The Center for Intestinal Care and Transplant at MedStar Georgetown University Hospital, the only program in the Nation’s capital and one of only a handful of Medicare-approved centers nationwide, offers new and successful surgical and medical options for adults and children suffering from disabling and life-threatening intestinal disorders and liver disease.
Once considered experimental, intestinal transplantation is now an important surgical therapy. Some of the most common disorders treated at the Center for Intestinal Care and Transplant include:
- Short Gut syndromes
- Malabsorption syndromes
- Motility Disorders
- Tumors of the Intestinal Mesentery
Patient survival rates
Under the team’s care, patient survival rates post-intestinal transplant are among the best in the world. This directly correlates to the team’s depth of experience and interdisciplinary approach to transplant management, as well as their dedication to state-of-the-art molecular diagnostics and clinical research into the field of transplantation.
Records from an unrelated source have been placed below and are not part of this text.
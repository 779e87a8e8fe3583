//! Cross-referencing of claims against the mainstream and fact-check pools.
//!
//! Each candidate contributes at most one [`Match`] per claim:
//!
//! 1. **Fast path**: the candidate's lower-cased title + description contains
//!    the claim's first `prefix_chars` characters, lower-cased. The match
//!    carries no score.
//! 2. **Fallback**: otherwise the token overlap between the claim and the
//!    candidate text is computed and the candidate matches when it exceeds
//!    `similarity_threshold`. The match carries the score.
//!
//! The caller names the candidate to skip (the article the claim was
//! extracted from) by its index in the mainstream pool, so a claim never
//! corroborates itself.

use crate::config::EngineConfig;
use crate::engine::similarity::{jaccard, tokenize};
use crate::models::{Article, Claim, Match, MatchKind};
use std::collections::HashSet;
use tracing::trace;

/// A pool entry with its comparison text prepared once per run.
#[derive(Debug)]
pub struct Candidate<'a> {
    pub article: &'a Article,
    lowered: String,
    tokens: HashSet<String>,
}

impl<'a> Candidate<'a> {
    pub fn new(article: &'a Article) -> Self {
        let text = article.combined_text();
        Self {
            article,
            lowered: text.to_lowercase(),
            tokens: tokenize(&text),
        }
    }
}

/// A prepared pool of candidates of one kind.
#[derive(Debug)]
pub struct CandidatePool<'a> {
    kind: MatchKind,
    candidates: Vec<Candidate<'a>>,
}

impl<'a> CandidatePool<'a> {
    pub fn new(kind: MatchKind, articles: &'a [Article]) -> Self {
        Self {
            kind,
            candidates: articles.iter().map(Candidate::new).collect(),
        }
    }

    pub fn len(&self) -> usize {
        self.candidates.len()
    }

    pub fn is_empty(&self) -> bool {
        self.candidates.is_empty()
    }
}

/// Matches found for one claim.
#[derive(Debug, Clone, Default, PartialEq)]
pub struct CrossReference {
    /// Corroborating mainstream matches.
    pub matches: Vec<Match>,
    /// Fact-check matches.
    pub fact_matches: Vec<Match>,
}

/// Compare one claim against both prepared pools.
///
/// # Arguments
///
/// * `claim` - The claim to look for
/// * `mainstream` - Prepared mainstream pool
/// * `exclude` - Index in `mainstream` of the article the claim came from;
///   that candidate is skipped. `None` when the caller already left it out.
/// * `fact_checks` - Prepared fact-check pool; never subject to exclusion
/// * `config` - Prefix length and similarity threshold
///
/// # Returns
///
/// Matches from each pool, in pool order.
pub fn cross_reference_pools(
    claim: &Claim,
    mainstream: &CandidatePool<'_>,
    exclude: Option<usize>,
    fact_checks: &CandidatePool<'_>,
    config: &EngineConfig,
) -> CrossReference {
    let key = ClaimKey::new(claim, config.prefix_chars);
    CrossReference {
        matches: scan(&key, mainstream, exclude, config),
        fact_matches: scan(&key, fact_checks, None, config),
    }
}

/// Compare one claim against unprepared article slices.
///
/// Convenience wrapper over [`cross_reference_pools`] for single claims;
/// batch callers should build the pools once and reuse them.
///
/// `exclude` is an index into `articles`, not into whatever pool the claim
/// was originally extracted from. Pass `Some(claim.article_index)` when
/// `articles` is that same pool, and `None` when the originating article has
/// already been removed from `articles`.
pub fn cross_reference(
    claim: &Claim,
    articles: &[Article],
    exclude: Option<usize>,
    fact_checks: &[Article],
    config: &EngineConfig,
) -> CrossReference {
    let mainstream = CandidatePool::new(MatchKind::Mainstream, articles);
    let fact_checks = CandidatePool::new(MatchKind::Factcheck, fact_checks);
    cross_reference_pools(claim, &mainstream, exclude, &fact_checks, config)
}

struct ClaimKey {
    prefix: String,
    tokens: HashSet<String>,
}

impl ClaimKey {
    fn new(claim: &Claim, prefix_chars: usize) -> Self {
        let prefix: String = claim.sentence.chars().take(prefix_chars).collect();
        Self {
            prefix: prefix.to_lowercase(),
            tokens: tokenize(&claim.sentence),
        }
    }
}

fn scan(
    key: &ClaimKey,
    pool: &CandidatePool<'_>,
    exclude: Option<usize>,
    config: &EngineConfig,
) -> Vec<Match> {
    pool.candidates
        .iter()
        .enumerate()
        .filter(|(index, _)| Some(*index) != exclude)
        .filter_map(|(_, candidate)| check(key, candidate, pool.kind, config.similarity_threshold))
        .collect()
}

fn check(
    key: &ClaimKey,
    candidate: &Candidate<'_>,
    kind: MatchKind,
    threshold: f64,
) -> Option<Match> {
    let score = if !key.prefix.is_empty() && candidate.lowered.contains(&key.prefix) {
        None
    } else {
        let score = jaccard(&key.tokens, &candidate.tokens);
        if score <= threshold {
            return None;
        }
        Some(score)
    };

    trace!(?kind, source = %candidate.article.source, ?score, "Candidate matched claim");
    Some(Match {
        kind,
        source: candidate.article.source.clone(),
        title: candidate.article.title.clone(),
        link: candidate.article.link.clone(),
        score,
    })
}
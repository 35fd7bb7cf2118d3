//! Page models: what each screen loads, how it filters, and how it renders as text.

pub mod dashboard;
pub mod directory;
pub mod mood_form;
pub mod moods;
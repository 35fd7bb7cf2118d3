//! Core traits and types for the caching system.

use chrono::{DateTime, Utc};
use serde::{de::DeserializeOwned, Serialize};

/// Trait for entities that can be cached.
///
/// Cached payloads are kept as JSON values, so implementors must round-trip
/// through serde without loss.
pub trait Cacheable: Clone + Send + Sync + Serialize + DeserializeOwned {
  /// Entity type name used in log output and error messages (e.g., "mood_entry")
  fn entity_type() -> &'static str;
}

/// A key identifying one cached result.
pub trait QueryKey {
  /// Stable string the entry is stored under.
  fn cache_key(&self) -> String;

  /// Human-readable description for logs.
  fn description(&self) -> String;
}

/// Result from a cache operation, including data and metadata about the source.
#[derive(Debug, Clone)]
pub struct CacheResult<T> {
  /// The actual data
  pub data: T,
  /// Where the data came from
  pub source: CacheSource,
  /// When the data was cached (if from cache)
  pub cached_at: Option<DateTime<Utc>>,
}

impl<T> CacheResult<T> {
  /// Create a new cache result from fresh network data.
  pub fn from_network(data: T) -> Self {
    Self {
      data,
      source: CacheSource::Network,
      cached_at: None,
    }
  }

  /// Create a new cache result from a fresh cache entry.
  pub fn from_cache(data: T, cached_at: DateTime<Utc>) -> Self {
    Self {
      data,
      source: CacheSource::Cache,
      cached_at: Some(cached_at),
    }
  }
}

/// Indicates where returned data came from.
#[derive(Debug, Clone, Copy, Default, PartialEq, Eq)]
pub enum CacheSource {
  /// Fetched from the network on this call
  #[default]
  Network,
  /// Served from a cache entry younger than the TTL
  Cache,
}
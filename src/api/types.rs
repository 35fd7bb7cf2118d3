//! Entities exchanged with the well-being backend.
//!
//! Field names follow the backend's JSON schema through serde renames.

use serde::{Deserialize, Serialize};
use std::fmt;

pub type MoodEntryId = u64;
pub type EmployeeId = u64;
pub type DepartmentId = u64;

/// One employee's self-reported mood and stress for a day.
#[derive(Debug, Clone, PartialEq, Eq, Serialize, Deserialize)]
pub struct MoodEntry {
  #[serde(rename = "id_registro")]
  pub id: MoodEntryId,
  #[serde(rename = "data_registro")]
  pub date: String,
  /// 1 (very bad) to 5 (very good)
  #[serde(rename = "nivel_humor")]
  pub mood_level: u8,
  /// 1 (very low) to 5 (very high)
  #[serde(rename = "nivel_estresse")]
  pub stress_level: u8,
  #[serde(rename = "observacao", default)]
  pub note: String,
  #[serde(rename = "empregado_id_empregado")]
  pub employee_id: EmployeeId,
}

/// Body of a create or update request. The backend assigns the id.
#[derive(Debug, Clone, PartialEq, Eq, Serialize, Deserialize)]
pub struct MoodEntryInput {
  #[serde(rename = "data_registro")]
  pub date: String,
  #[serde(rename = "nivel_humor")]
  pub mood_level: u8,
  #[serde(rename = "nivel_estresse")]
  pub stress_level: u8,
  #[serde(rename = "observacao")]
  pub note: String,
  #[serde(rename = "empregado_id_empregado")]
  pub employee_id: EmployeeId,
}

#[derive(Clone, PartialEq, Eq, Serialize, Deserialize)]
pub struct Employee {
  #[serde(rename = "id_empregado")]
  pub id: EmployeeId,
  #[serde(rename = "nome")]
  pub name: String,
  #[serde(rename = "cpf", default)]
  pub tax_id: String,
  #[serde(default)]
  pub email: String,
  #[serde(rename = "senha", default)]
  pub password_hash: String,
  #[serde(rename = "tipo_colaborador", default)]
  pub role_type: String,
  #[serde(rename = "id_departamento")]
  pub department_id: DepartmentId,
}

// Keep the password hash out of logs.
impl fmt::Debug for Employee {
  fn fmt(&self, f: &mut fmt::Formatter<'_>) -> fmt::Result {
    f.debug_struct("Employee")
      .field("id", &self.id)
      .field("name", &self.name)
      .field("email", &self.email)
      .field("role_type", &self.role_type)
      .field("department_id", &self.department_id)
      .finish_non_exhaustive()
  }
}

#[derive(Debug, Clone, PartialEq, Eq, Serialize, Deserialize)]
pub struct Department {
  #[serde(rename = "id_departamento")]
  pub id: DepartmentId,
  #[serde(rename = "nome_departamento")]
  pub name: String,
  #[serde(rename = "descricao", default)]
  pub description: String,
  #[serde(rename = "quantidade_colaboradores", default)]
  pub headcount: u32,
}

/// Server-generated notification flagging a risk pattern for an employee.
#[derive(Debug, Clone, PartialEq, Eq, Serialize, Deserialize)]
pub struct WellBeingAlert {
  #[serde(rename = "id_alerta")]
  pub id: u64,
  #[serde(rename = "tipo_alerta")]
  pub alert_type: String,
  #[serde(rename = "descricao_alerta", default)]
  pub description: String,
  #[serde(rename = "nivel_risco")]
  pub risk_level: RiskLevel,
  #[serde(rename = "data_geracao")]
  pub generated_at: String,
  #[serde(rename = "empregado_id_empregado")]
  pub employee_id: EmployeeId,
}

/// Risk level of an alert, ordered from least to most severe.
#[derive(Debug, Clone, Copy, PartialEq, Eq, Hash, Serialize, Deserialize)]
pub enum RiskLevel {
  #[serde(rename = "BAIXO", alias = "LOW")]
  Low,
  #[serde(rename = "MEDIO", alias = "MEDIUM")]
  Medium,
  #[serde(rename = "ALTO", alias = "HIGH")]
  High,
  #[serde(rename = "CRITICO", alias = "CRITICAL")]
  Critical,
  /// Any value the backend sends that we don't recognize
  #[serde(other)]
  Unknown,
}

impl RiskLevel {
  /// High and critical alerts count as active on the dashboard.
  pub fn is_active(self) -> bool {
    matches!(self, Self::High | Self::Critical)
  }

  /// Severity rank; unrecognized levels sort below `Low`.
  pub fn rank(self) -> u8 {
    match self {
      Self::Unknown => 0,
      Self::Low => 1,
      Self::Medium => 2,
      Self::High => 3,
      Self::Critical => 4,
    }
  }

  pub fn label(self) -> &'static str {
    match self {
      Self::Unknown => "unknown",
      Self::Low => "low",
      Self::Medium => "medium",
      Self::High => "high",
      Self::Critical => "critical",
    }
  }
}

impl Ord for RiskLevel {
  fn cmp(&self, other: &Self) -> std::cmp::Ordering {
    self.rank().cmp(&other.rank())
  }
}

impl PartialOrd for RiskLevel {
  fn partial_cmp(&self, other: &Self) -> Option<std::cmp::Ordering> {
    Some(self.cmp(other))
  }
}

impl fmt::Display for RiskLevel {
  fn fmt(&self, f: &mut fmt::Formatter<'_>) -> fmt::Result {
    f.write_str(self.label())
  }
}

impl std::str::FromStr for RiskLevel {
  type Err = String;

  fn from_str(s: &str) -> Result<Self, Self::Err> {
    match s.trim().to_lowercase().as_str() {
      "low" | "baixo" => Ok(Self::Low),
      "medium" | "medio" => Ok(Self::Medium),
      "high" | "alto" => Ok(Self::High),
      "critical" | "critico" => Ok(Self::Critical),
      other => Err(format!(
        "unknown risk level '{}' (expected low, medium, high or critical)",
        other
      )),
    }
  }
}

#[cfg(test)]
mod tests {
  use super::*;

  #[test]
  fn test_mood_entry_from_backend_json() {
    let json = r#"{
      "id_registro": 12,
      "data_registro": "2025-03-14",
      "nivel_humor": 4,
      "nivel_estresse": 2,
      "observacao": "Dia tranquilo no trabalho",
      "empregado_id_empregado": 3
    }"#;

    let entry: MoodEntry = serde_json::from_str(json).unwrap();
    assert_eq!(entry.id, 12);
    assert_eq!(entry.mood_level, 4);
    assert_eq!(entry.stress_level, 2);
    assert_eq!(entry.employee_id, 3);
  }

  #[test]
  fn test_input_uses_backend_field_names() {
    let input = MoodEntryInput {
      date: "2025-03-14".into(),
      mood_level: 3,
      stress_level: 3,
      note: "Semana cheia de entregas".into(),
      employee_id: 9,
    };

    let value = serde_json::to_value(&input).unwrap();
    assert_eq!(value["nivel_humor"], 3);
    assert_eq!(value["empregado_id_empregado"], 9);
    assert!(value.get("id_registro").is_none());
  }

  #[test]
  fn test_risk_level_wire_values() {
    let levels: Vec<RiskLevel> =
      serde_json::from_str(r#"["BAIXO", "MEDIO", "ALTO", "CRITICO", "HIGH", "EXTREMO"]"#).unwrap();
    assert_eq!(
      levels,
      vec![
        RiskLevel::Low,
        RiskLevel::Medium,
        RiskLevel::High,
        RiskLevel::Critical,
        RiskLevel::High,
        RiskLevel::Unknown,
      ]
    );
    assert_eq!(serde_json::to_string(&RiskLevel::Critical).unwrap(), "\"CRITICO\"");
  }

  #[test]
  fn test_alert_with_unrecognized_risk_decodes_and_reencodes() {
    let json = r#"{
      "id_alerta": 4,
      "tipo_alerta": "ESTRESSE_ELEVADO",
      "descricao_alerta": "Estresse alto por 5 dias seguidos",
      "nivel_risco": "EXTREMO",
      "data_geracao": "2025-03-14T09:00:00",
      "empregado_id_empregado": 7
    }"#;

    let alert: WellBeingAlert = serde_json::from_str(json).unwrap();
    assert_eq!(alert.risk_level, RiskLevel::Unknown);

    let cached = serde_json::to_value(&alert).unwrap();
    let back: WellBeingAlert = serde_json::from_value(cached).unwrap();
    assert_eq!(back, alert);
  }

  #[test]
  fn test_risk_level_active_and_order() {
    assert!(RiskLevel::Critical.is_active());
    assert!(RiskLevel::High.is_active());
    assert!(!RiskLevel::Medium.is_active());
    assert!(RiskLevel::Critical > RiskLevel::Low);
    assert!(RiskLevel::Unknown < RiskLevel::Low);

    let mut levels = vec![
      RiskLevel::High,
      RiskLevel::Unknown,
      RiskLevel::Critical,
      RiskLevel::Low,
      RiskLevel::Medium,
    ];
    levels.sort();
    assert_eq!(
      levels,
      vec![
        RiskLevel::Unknown,
        RiskLevel::Low,
        RiskLevel::Medium,
        RiskLevel::High,
        RiskLevel::Critical,
      ]
    );
    assert_eq!("Alto".parse::<RiskLevel>(), Ok(RiskLevel::High));
    assert!("severe".parse::<RiskLevel>().is_err());
  }

  #[test]
  fn test_employee_debug_hides_password() {
    let employee = Employee {
      id: 1,
      name: "Ana".into(),
      tax_id: "000".into(),
      email: "ana@example.com".into(),
      password_hash: "secret-hash".into(),
      role_type: "COLABORADOR".into(),
      department_id: 2,
    };
    assert!(!format!("{:?}", employee).contains("secret-hash"));
  }
}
On average, the time to independence from TPN is:
- About three weeks for patients who undergo an intestinal transplant
- Four to six weeks for patients who undergo multi-organ transplantation
Multi-disciplinary small bowel transplant team
In addition, the program offers a multi-disciplinary team that includes:
- Dedicated medical director and surgical director
- Nurse coordinator
- Research and data coordinators
- Social worker for both patients and families
Who is on the transplant team?
The most important member of the transplant team is you. We have numerous, experienced small bowel transplant professionals who will be a part of your transplant team and interact with you during different times of your liver transplantation process.
Your transplant team will include:
- Transplant surgeon: This doctor will perform the small bowel transplantation. Your surgeon is the lead physician on your care, and will coordinate your care and answer all your questions.
- Transplant gastroenterologist (GI): your GI specializes in the care of patients with small bowel disease. Your GI will monitor your health during the transplantation process.
- Anesthesiologist: this physician will make sure your heart and lungs are healthy enough to undergo a transplant.
- Pre-transplant coordinator: this team member is a Registered Dietitian who will meet with you and answer all your questions. He or she will be your main contact, and will work with other members of the team to coordinate your care.
- Clinical transplant donor coordinator: your donor coordinator can help you understand the entire transplant process.
- Transplant social worker: your social worker will evaluate your ability to deal with the stress of a transplant as well as your social support system, including friends and family who can help you with the demands of a major surgery. Your social worker will also evaluate any substance abuse issues that may interfere with a healthy small bowel transplantation process.
- Transplant psychiatrist: this physician will evaluate you if the transplant social worker thinks it is necessary. He or she will make determinations about your mental health and determine if there are any substance abuse issues to manage.
- Financial coordinator: an expert in all the financial issues surrounding transplants, he or she will meet with you to discuss the costs associated with a transplant, as well as the cost of the medications you will need for the rest of your life to manage your new, healthy organ. He or she is available to answer any of your financial or insurance questions.
- Staff nurse: after surgery, you will have one nurse assigned to you who will manage your health in the surgical intensive care unit while you recuperate. He or she will prepare you for discharge and assist you in learning about how to manage all your medications.
- Post-transplant coordinator: After your transplant, your post-transplant coordinator will be your main point of contact for any questions you may have. This person will probably be a nurse practitioner or physician assistant, who will remain in contact with you and provide a level of support necessary to manage the care of your new, healthy organ.